I was trying to do class balancing on the image semantic segmentation problem for some classes in the images are in the minority. The weight for each class is calculated as mentioned in this paper: http://arxiv.org/pdf/1511.00561v2.pdf

we weight each pixel by αc = median_freq / freq(c) where freq(c) is the number of pixels of class c divided by the total number of pixels in images where c is present, and median_freq is the median of these frequencies.

Then I weighted the cross entropy loss as follows, the size of the label is (img_col, img_row, num_class) for the labels are one-hot-labels:

def weighted_cce(coding_dist, true_dist, weights):
    # calculate weighted cross entropy loss
    # true_dist: ground truth, coding_dist: predicted
    coding_dist = T.clip(coding_dist, 10e-8, 1.0-10e-8)
    return -T.sum(weights * true_dist * T.log(coding_dist), axis=coding_dist.ndim-1)

What's strange is that instead of producing a more balanced output, the result is even more biased than without class balancing, namely the network now can only recognize the most dominant classes in the images.

Could anyone share some thoughts on this? Thanks in advance!

Best Answer

Yes, they need to compute the weights ones but not assigned it to the whole loss. Instead each pixel in the loss (before summing it in both directions) should take a weight. So overall 'weights' is a tensor just like the others. Lets say there are only two classes, and frequency of $ C_1 $ is twofold of $ C_2 $. One of the pixel is corretly predicted as $ C_2 $ with confidence [0.3 0.7] . The loss is $ sum([1, 0].*log[0.3, 0.7]) $. When the weight is included the loss is $ sum([1, 0].*log[0.3, 0.7] * 2) $, because $ C_2 $ should take twice to make a balance. So for each pixel, weight is either 1 or 2 depends on which class it belongs to. This construct a weight matrix. However it can be convenient to think it as tensor because, the weight value correspond to the other class multiplied by 0 in 'true_dist'. In this case the loss for single pixel can be written as $ sum([1, 0].*log[0.3, 0.7].*[2, 1]) $. So it doesn't effect the result.

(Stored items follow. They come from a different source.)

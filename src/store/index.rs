//! Secondary indexes over the statement table.
//!
//! Every index is derived from statement records alone, so it can be rebuilt
//! from scratch on restore and is kept current by [`StatementIndex::insert`] /
//! [`StatementIndex::remove`] around every record write.

use std::collections::BTreeSet;

use dashmap::DashMap;

use crate::id::StatementId;
use crate::identifier::Identifier;
use crate::statement::{Statement, StatementKind};
use crate::term::Term;

/// Naming scope key: the owning context, or `None` for the scope shared by
/// root contexts.
pub type Scope = Option<StatementId>;

/// Concurrent secondary indexes.
#[derive(Debug, Default)]
pub struct StatementIndex {
    /// Context → statements it directly owns (assumptions included).
    local: DashMap<StatementId, BTreeSet<StatementId>>,
    /// Statement → statements listing it as a dependency.
    dependents: DashMap<StatementId, BTreeSet<StatementId>>,
    /// (context, term) → local statements asserting that term.
    by_term: DashMap<(StatementId, Term), BTreeSet<StatementId>>,
    /// Consequent → contexts with that consequent.
    by_consequent: DashMap<Term, BTreeSet<StatementId>>,
    /// General statement → specializations of it.
    by_general: DashMap<StatementId, BTreeSet<StatementId>>,
    /// (scope, identifier) → statement.
    names: DashMap<(Scope, Identifier), StatementId>,
    /// Root contexts.
    roots: DashMap<StatementId, ()>,
}

fn add<K: std::hash::Hash + Eq>(map: &DashMap<K, BTreeSet<StatementId>>, key: K, id: StatementId) {
    map.entry(key).or_default().insert(id);
}

fn drop_from<K: std::hash::Hash + Eq>(
    map: &DashMap<K, BTreeSet<StatementId>>,
    key: &K,
    id: StatementId,
) {
    let now_empty = match map.get_mut(key) {
        Some(mut set) => {
            set.remove(&id);
            set.is_empty()
        }
        None => false,
    };
    if now_empty {
        map.remove_if(key, |_, set| set.is_empty());
    }
}

fn snapshot<K: std::hash::Hash + Eq>(
    map: &DashMap<K, BTreeSet<StatementId>>,
    key: &K,
) -> Vec<StatementId> {
    map.get(key)
        .map(|set| set.iter().copied().collect())
        .unwrap_or_default()
}

impl StatementIndex {
    pub fn new() -> Self {
        Self::default()
    }

    /// Index a record that has just been written.
    pub fn insert(&self, st: &Statement) {
        match st.context_id {
            Some(ctx) => {
                add(&self.local, ctx, st.id);
                add(&self.by_term, (ctx, st.term.clone()), st.id);
            }
            None => {
                self.roots.insert(st.id, ());
            }
        }
        for &dep in &st.dependencies {
            add(&self.dependents, dep, st.id);
        }
        match &st.kind {
            StatementKind::Context(data) => {
                add(&self.by_consequent, data.consequent.clone(), st.id);
            }
            StatementKind::Specialization { general, .. } => {
                add(&self.by_general, *general, st.id);
            }
            StatementKind::Assumption { .. } | StatementKind::Declaration { .. } => {}
        }
        if let Some(name) = &st.identifier {
            self.names.insert((st.context_id, name.clone()), st.id);
        }
    }

    /// Remove a record's entries before it is overwritten or deleted.
    pub fn remove(&self, st: &Statement) {
        match st.context_id {
            Some(ctx) => {
                drop_from(&self.local, &ctx, st.id);
                drop_from(&self.by_term, &(ctx, st.term.clone()), st.id);
            }
            None => {
                self.roots.remove(&st.id);
            }
        }
        for dep in &st.dependencies {
            drop_from(&self.dependents, dep, st.id);
        }
        match &st.kind {
            StatementKind::Context(data) => drop_from(&self.by_consequent, &data.consequent, st.id),
            StatementKind::Specialization { general, .. } => {
                drop_from(&self.by_general, general, st.id)
            }
            StatementKind::Assumption { .. } | StatementKind::Declaration { .. } => {}
        }
        if let Some(name) = &st.identifier {
            self.names
                .remove_if(&(st.context_id, name.clone()), |_, owner| *owner == st.id);
        }
    }

    pub fn local_statements_of(&self, context: StatementId) -> Vec<StatementId> {
        snapshot(&self.local, &context)
    }

    pub fn dependents_of(&self, id: StatementId) -> Vec<StatementId> {
        snapshot(&self.dependents, &id)
    }

    pub fn local_by_term(&self, context: StatementId, term: &Term) -> Vec<StatementId> {
        snapshot(&self.by_term, &(context, term.clone()))
    }

    pub fn contexts_by_consequent(&self, consequent: &Term) -> Vec<StatementId> {
        snapshot(&self.by_consequent, consequent)
    }

    pub fn specializations_by_general(&self, general: StatementId) -> Vec<StatementId> {
        snapshot(&self.by_general, &general)
    }

    pub fn lookup_name(&self, scope: Scope, name: &Identifier) -> Option<StatementId> {
        self.names.get(&(scope, name.clone())).map(|r| *r.value())
    }

    /// All `(identifier, statement)` pairs of one naming scope, sorted.
    pub fn names_in(&self, scope: Scope) -> Vec<(Identifier, StatementId)> {
        let mut out: Vec<_> = self
            .names
            .iter()
            .filter(|entry| entry.key().0 == scope)
            .map(|entry| (entry.key().1.clone(), *entry.value()))
            .collect();
        out.sort();
        out
    }

    pub fn roots(&self) -> Vec<StatementId> {
        let mut out: Vec<_> = self.roots.iter().map(|entry| *entry.key()).collect();
        out.sort();
        out
    }

    pub fn clear(&self) {
        self.local.clear();
        self.dependents.clear();
        self.by_term.clear();
        self.by_consequent.clear();
        self.by_general.clear();
        self.names.clear();
        self.roots.clear();
    }
}

#[cfg(test)]
mod tests {
    use super::*;
    use crate::statement::{ContextData, ContextKind};

    fn sid(raw: u64) -> StatementId {
        StatementId::new(raw).unwrap()
    }

    fn declaration(id: u64, ctx: u64, deps: &[u64]) -> Statement {
        Statement {
            id: sid(id),
            context_id: Some(sid(ctx)),
            term: Term::atom("A"),
            proved: false,
            dependencies: deps.iter().map(|&d| sid(d)).collect(),
            identifier: None,
            kind: StatementKind::Declaration {
                value: Term::atom("a"),
            },
        }
    }

    #[test]
    fn insert_and_remove_keep_indexes_symmetric() {
        let index = StatementIndex::new();
        let st = declaration(5, 1, &[2, 3]);
        index.insert(&st);

        assert_eq!(index.local_statements_of(sid(1)), vec![sid(5)]);
        assert_eq!(index.dependents_of(sid(2)), vec![sid(5)]);
        assert_eq!(index.local_by_term(sid(1), &Term::atom("A")), vec![sid(5)]);

        index.remove(&st);
        assert!(index.local_statements_of(sid(1)).is_empty());
        assert!(index.dependents_of(sid(3)).is_empty());
        assert!(index.local_by_term(sid(1), &Term::atom("A")).is_empty());
    }

    #[test]
    fn roots_and_consequents() {
        let index = StatementIndex::new();
        let root = Statement {
            id: sid(1),
            context_id: None,
            term: Term::arrow(Term::atom("A"), Term::atom("B")),
            proved: false,
            dependencies: Default::default(),
            identifier: Some(Identifier::new("main").unwrap()),
            kind: StatementKind::Context(ContextData {
                kind: ContextKind::Root,
                assumptions: vec![sid(2)],
                consequent: Term::atom("B"),
            }),
        };
        index.insert(&root);
        assert_eq!(index.roots(), vec![sid(1)]);
        assert_eq!(index.contexts_by_consequent(&Term::atom("B")), vec![sid(1)]);
        assert_eq!(
            index.lookup_name(None, &Identifier::new("main").unwrap()),
            Some(sid(1))
        );

        index.remove(&root);
        assert!(index.roots().is_empty());
        assert!(index.names_in(None).is_empty());
    }
}
//! Deleting statements.
//!
//! Deleting a context removes its whole sub-tree (local statements and
//! assumptions). A delete is refused while a statement outside the removed
//! sub-tree still depends on something in it; the cascading variant removes
//! those dependents first.
//!
//! Every record a delete will remove is locked before the first removal, so
//! a lock timeout leaves the graph as it was. Every delete operation forms
//! one deletion batch, entered into the undo log when the transaction
//! commits. After the records are gone, contexts
//! that a removed proved statement may have been solving are re-checked.

use std::collections::{BTreeSet, HashSet, VecDeque};

use crate::engine::Engine;
use crate::error::{ProofResult, StructureError};
use crate::graph::order::dependency_sorted;
use crate::graph::{descendants, subtree};
use crate::id::StatementId;
use crate::statement::Statement;
use crate::transaction::Transaction;
use crate::undelete::{DeletedStatement, DeletionBatch};

/// Result of a delete operation.
#[derive(Debug, Clone, Default, PartialEq, Eq)]
pub struct DeleteReport {
    /// Removed statements in removal order, assumptions included.
    pub removed: Vec<StatementId>,
}

impl Engine {
    /// The statements removed together with `id`.
    fn removal_set(&self, st: &Statement) -> BTreeSet<StatementId> {
        if st.is_context() {
            subtree(self.store(), st.id)
        } else {
            BTreeSet::from([st.id])
        }
    }

    /// Dependents of `members` that are not members themselves.
    fn external_dependents(&self, members: &BTreeSet<StatementId>) -> BTreeSet<StatementId> {
        members
            .iter()
            .flat_map(|&m| self.store().dependents_of(m))
            .filter(|d| !members.contains(d))
            .collect()
    }

    fn check_deletable(&self, context: StatementId, statement: StatementId) -> ProofResult<Statement> {
        let st = self.require(statement)?;
        if st.is_assumption() {
            return Err(StructureError::CannotDeleteAssumption {
                id: statement.get(),
            }
            .into());
        }
        if st.context_id != Some(context) {
            return Err(StructureError::NotInContext {
                id: statement.get(),
                context: context.get(),
            }
            .into());
        }
        Ok(st)
    }

    /// Delete one statement local to `context`.
    pub fn delete_statement(
        &self,
        txn: &Transaction,
        context: StatementId,
        statement: StatementId,
    ) -> ProofResult<DeleteReport> {
        self.delete_statements(txn, context, &[statement])
    }

    /// Delete several statements local to `context` as one batch. Members may
    /// depend on one another; nothing outside the batch may depend on them.
    pub fn delete_statements(
        &self,
        txn: &Transaction,
        context: StatementId,
        statements: &[StatementId],
    ) -> ProofResult<DeleteReport> {
        txn.ensure_open()?;
        self.require_context(context)?;

        let mut removal = BTreeSet::new();
        for &id in statements {
            let st = self.check_deletable(context, id)?;
            removal.extend(self.removal_set(&st));
        }
        let blocking = self.external_dependents(&removal);
        if !blocking.is_empty() {
            let blocked = statements
                .iter()
                .copied()
                .find(|&id| {
                    self.store().get(id).is_some_and(|st| {
                        !self
                            .external_dependents(&self.removal_set(&st))
                            .is_disjoint(&blocking)
                    })
                })
                .unwrap_or(context);
            return Err(StructureError::HasDependents {
                id: blocked.get(),
                count: blocking.len(),
            }
            .into());
        }
        self.lock_all(txn, &removal)?;

        let order = dependency_sorted(self.store(), statements, false);
        let mut batch = DeletionBatch::default();
        let mut report = DeleteReport::default();
        let mut touched = Vec::new();
        for &id in order.iter().rev() {
            self.remove_tree(txn, id, &mut batch, &mut report, &mut touched);
        }
        self.recheck_solved(txn, &touched);
        txn.record_deletions(batch);
        tracing::debug!(context = %context, removed = report.removed.len(), "deleted statements");
        Ok(report)
    }

    /// Delete a root context and its sub-tree.
    pub fn delete_root_context(&self, txn: &Transaction, root: StatementId) -> ProofResult<DeleteReport> {
        txn.ensure_open()?;
        let st = self.require_context(root)?;
        if let Some(owner) = st.context_id {
            return Err(StructureError::NotInContext {
                id: root.get(),
                context: owner.get(),
            }
            .into());
        }
        let removal = self.removal_set(&st);
        let blocking = self.external_dependents(&removal);
        if !blocking.is_empty() {
            return Err(StructureError::HasDependents {
                id: root.get(),
                count: blocking.len(),
            }
            .into());
        }
        self.lock_all(txn, &removal)?;
        let mut batch = DeletionBatch::default();
        let mut report = DeleteReport::default();
        let mut touched = Vec::new();
        self.remove_tree(txn, root, &mut batch, &mut report, &mut touched);
        txn.record_deletions(batch);
        Ok(report)
    }

    /// Delete `statement` after first deleting everything depending on it.
    /// An assumption stands for its owning context.
    ///
    /// Walks dependents with an explicit stack: the top is deleted once no
    /// dependent remains, except dependents already on the stack (a
    /// dependency cycle), which are deleted when the walk returns to them.
    pub fn delete_statement_cascade(
        &self,
        txn: &Transaction,
        context: StatementId,
        statement: StatementId,
    ) -> ProofResult<DeleteReport> {
        txn.ensure_open()?;
        self.require_context(context)?;
        let st = self.require(statement)?;
        if st.context_id != Some(context) {
            return Err(StructureError::NotInContext {
                id: statement.get(),
                context: context.get(),
            }
            .into());
        }
        let target = if st.is_assumption() { context } else { statement };
        self.cascade_from(txn, target)
    }

    fn cascade_from(&self, txn: &Transaction, target: StatementId) -> ProofResult<DeleteReport> {
        let store = self.store();
        let mut planned = BTreeSet::new();
        for unit in self.cascade_units(target) {
            if let Some(st) = store.get(unit) {
                planned.extend(self.removal_set(&st));
            }
        }
        self.lock_all(txn, &planned)?;

        let mut batch = DeletionBatch::default();
        let mut report = DeleteReport::default();
        let mut touched = Vec::new();
        let mut visited = HashSet::from([target]);
        let mut stack = vec![target];

        while let Some(&top) = stack.last() {
            let Some(st) = store.get(top) else {
                stack.pop();
                continue;
            };
            let members = self.removal_set(&st);
            let next = self
                .external_dependents(&members)
                .into_iter()
                .filter_map(|d| self.cascade_unit(d))
                .find(|unit| !visited.contains(unit));
            match next {
                Some(unit) => {
                    visited.insert(unit);
                    stack.push(unit);
                }
                None => {
                    self.remove_tree(txn, top, &mut batch, &mut report, &mut touched);
                    stack.pop();
                }
            }
        }

        self.recheck_solved(txn, &touched);
        txn.record_deletions(batch);
        tracing::debug!(target = %target, removed = report.removed.len(), "cascading delete finished");
        Ok(report)
    }

    /// Every unit a cascade from `target` reaches, `target` included.
    fn cascade_units(&self, target: StatementId) -> BTreeSet<StatementId> {
        let mut units = BTreeSet::from([target]);
        let mut queue = VecDeque::from([target]);
        while let Some(unit) = queue.pop_front() {
            let Some(st) = self.store().get(unit) else { continue };
            for dependent in self.external_dependents(&self.removal_set(&st)) {
                if let Some(next) = self.cascade_unit(dependent) {
                    if units.insert(next) {
                        queue.push_back(next);
                    }
                }
            }
        }
        units
    }

    fn lock_all(&self, txn: &Transaction, ids: &BTreeSet<StatementId>) -> ProofResult<()> {
        for &id in ids {
            txn.lock(id)?;
        }
        Ok(())
    }

    /// What must be deleted to get rid of `id`: itself, or its owning
    /// context for an assumption.
    fn cascade_unit(&self, id: StatementId) -> Option<StatementId> {
        let st = self.store().get(id)?;
        if st.is_assumption() { st.context_id } else { Some(id) }
    }

    /// Remove `top` and, for a context, everything below it, contents before
    /// their contexts.
    fn remove_tree(
        &self,
        txn: &Transaction,
        top: StatementId,
        batch: &mut DeletionBatch,
        report: &mut DeleteReport,
        touched: &mut Vec<Statement>,
    ) {
        let store = self.store();
        let mut members: Vec<StatementId> = descendants(store, top)
            .into_iter()
            .filter(|&id| store.get(id).is_some_and(|st| !st.is_assumption()))
            .collect();
        members.push(top);
        let order = dependency_sorted(store, &members, true);

        for id in order.into_iter().rev() {
            let Some(st) = store.get(id) else { continue };
            let authority = store.authority(id);
            let mut assumptions = Vec::new();
            for &aid in st.assumptions() {
                if let Some(assumption) = self.erase(txn, aid) {
                    report.removed.push(aid);
                    assumptions.push(assumption.clone());
                    touched.push(assumption);
                }
            }
            if self.erase(txn, id).is_some() {
                report.removed.push(id);
                batch.push(DeletedStatement {
                    statement: st.clone(),
                    assumptions,
                    authority,
                });
                touched.push(st);
            }
        }
    }

    /// Remove one record with its authority and keyed listeners.
    fn erase(&self, txn: &Transaction, id: StatementId) -> Option<Statement> {
        let st = self.store().remove(txn, id)?;
        self.drop_authority(txn, id);
        self.listeners().statement_deleted(txn, &st, st.identifier.as_ref());
        let registry = self.listener_registry();
        txn.run_on_commit(move || registry.remove_for(id));
        Some(st)
    }

    /// Re-derive contexts a removed proved statement may have been solving.
    fn recheck_solved(&self, txn: &Transaction, removed: &[Statement]) {
        let store = self.store();
        let mut seeds = BTreeSet::new();
        for st in removed.iter().filter(|st| st.proved) {
            let Some(owner) = st.context_id else { continue };
            if !store.contains(owner) {
                continue;
            }
            seeds.extend(store.descendant_contexts_by_consequent(owner, &st.term));
        }
        if !seeds.is_empty() {
            self.rederive(txn, seeds);
        }
    }
}
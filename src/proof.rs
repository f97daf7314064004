//! Proof dependencies and traces.
//!
//! The proof of a statement rests on what it and its sub-tree reference from
//! outside, plus, for a context, the solver chosen to discharge its
//! consequent. When several solvers are proved the one with the smallest
//! serialized defining payload is preferred, the earliest found winning ties.
//! Disjunctive contexts can make these relations cyclic, so the results are
//! advisory and every walk is visited-set guarded.

use std::collections::BTreeSet;

use crate::engine::Engine;
use crate::error::ProofResult;
use crate::graph::order::dependency_sorted;
use crate::graph::subtree;
use crate::id::StatementId;
use crate::statement::{Statement, StatementKind};

impl Engine {
    /// Dependencies of `statement` and its sub-tree lying outside the
    /// sub-tree, plus the preferred solver of every context in it.
    pub fn proof_dependencies(&self, statement: StatementId) -> ProofResult<BTreeSet<StatementId>> {
        let st = self.require(statement)?;
        let store = self.store();
        let members = if st.is_context() {
            subtree(store, statement)
        } else {
            BTreeSet::from([statement])
        };

        let mut out = BTreeSet::new();
        for &member in &members {
            let Some(m) = store.get(member) else { continue };
            out.extend(m.dependencies.iter().filter(|d| !members.contains(d)));
            if m.is_context() {
                if let Some(solver) = self.preferred_solver(member)? {
                    if !members.contains(&solver) {
                        out.insert(solver);
                    }
                }
            }
        }
        Ok(out)
    }

    /// The proved solver of `context` with the smallest defining payload.
    pub fn preferred_solver(&self, context: StatementId) -> ProofResult<Option<StatementId>> {
        let mut best: Option<(u64, StatementId)> = None;
        for candidate in self.solvers(context)? {
            let Some(st) = self.store().get(candidate) else { continue };
            if !st.proved {
                continue;
            }
            let size = payload_size(&st);
            if best.is_none_or(|(smallest, _)| size < smallest) {
                best = Some((size, candidate));
            }
        }
        Ok(best.map(|(_, id)| id))
    }

    /// The transitive closure of proof dependencies of `statement`, in
    /// dependency order and ending with `statement` itself.
    pub fn trace(&self, statement: StatementId) -> ProofResult<Vec<StatementId>> {
        self.require(statement)?;
        let mut closure = BTreeSet::from([statement]);
        let mut stack = vec![statement];
        while let Some(id) = stack.pop() {
            if self.store().get(id).is_none() {
                continue;
            }
            for dep in self.proof_dependencies(id)? {
                if closure.insert(dep) {
                    stack.push(dep);
                }
            }
        }

        let ids: Vec<StatementId> = closure.into_iter().collect();
        let mut ordered = dependency_sorted(self.store(), &ids, false);
        ordered.retain(|&id| id != statement);
        ordered.push(statement);
        tracing::trace!(statement = %statement, steps = ordered.len(), "traced proof");
        Ok(ordered)
    }
}

/// Serialized size of what a statement would contribute to a proof term.
fn payload_size(st: &Statement) -> u64 {
    let size = match &st.kind {
        StatementKind::Declaration { value } => bincode::serialized_size(value),
        StatementKind::Specialization { general, instance } => bincode::serialized_size(&(general, instance)),
        StatementKind::Assumption { .. } | StatementKind::Context(_) => bincode::serialized_size(&st.term),
    };
    size.unwrap_or(u64::MAX)
}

In this way you can make a point-wise multiplication.

PS: It didn't fit to the commment section

EDIT: I can't edit your code because the weight calculation section is not included. If you calculated weights for N classes, then its a 1XN vector. You will construct a 3D array, $ W_{ijk} $, with these weights. The first and second dimension of this array corresponds to 'img_col' and 'img_row' respectively. The third dimension will be a function of 'true_dist', $ T_{ijk}$, at corresponding pixel. I guess you are confused in here, so I will try to be more open at this point. Lets say N is 4 and the weight vector you calculated is denoted as $ w = [w_1,w_2,w_3,w_4]$. The weight values are inversely correlated with frequency of each class'. If a pixel $ (a,b) $ belongs to class $ C_3 $ then T_{ab.} = [0, 0, 1, 0] and $ W_{ab.} = T_{ab.}.*([w_1,w_2,w_3,w_4]) = [0,0,w_3,0]$ where $ .* $ is point-wise multiplication. So only 3rd class' weight value will effect for that individual pixel (a,b). As you see $ W $ is a function of $ T $. What you need to do evaluate $ W $ before passing in to the loss. You can make a function which take $ T $ as input.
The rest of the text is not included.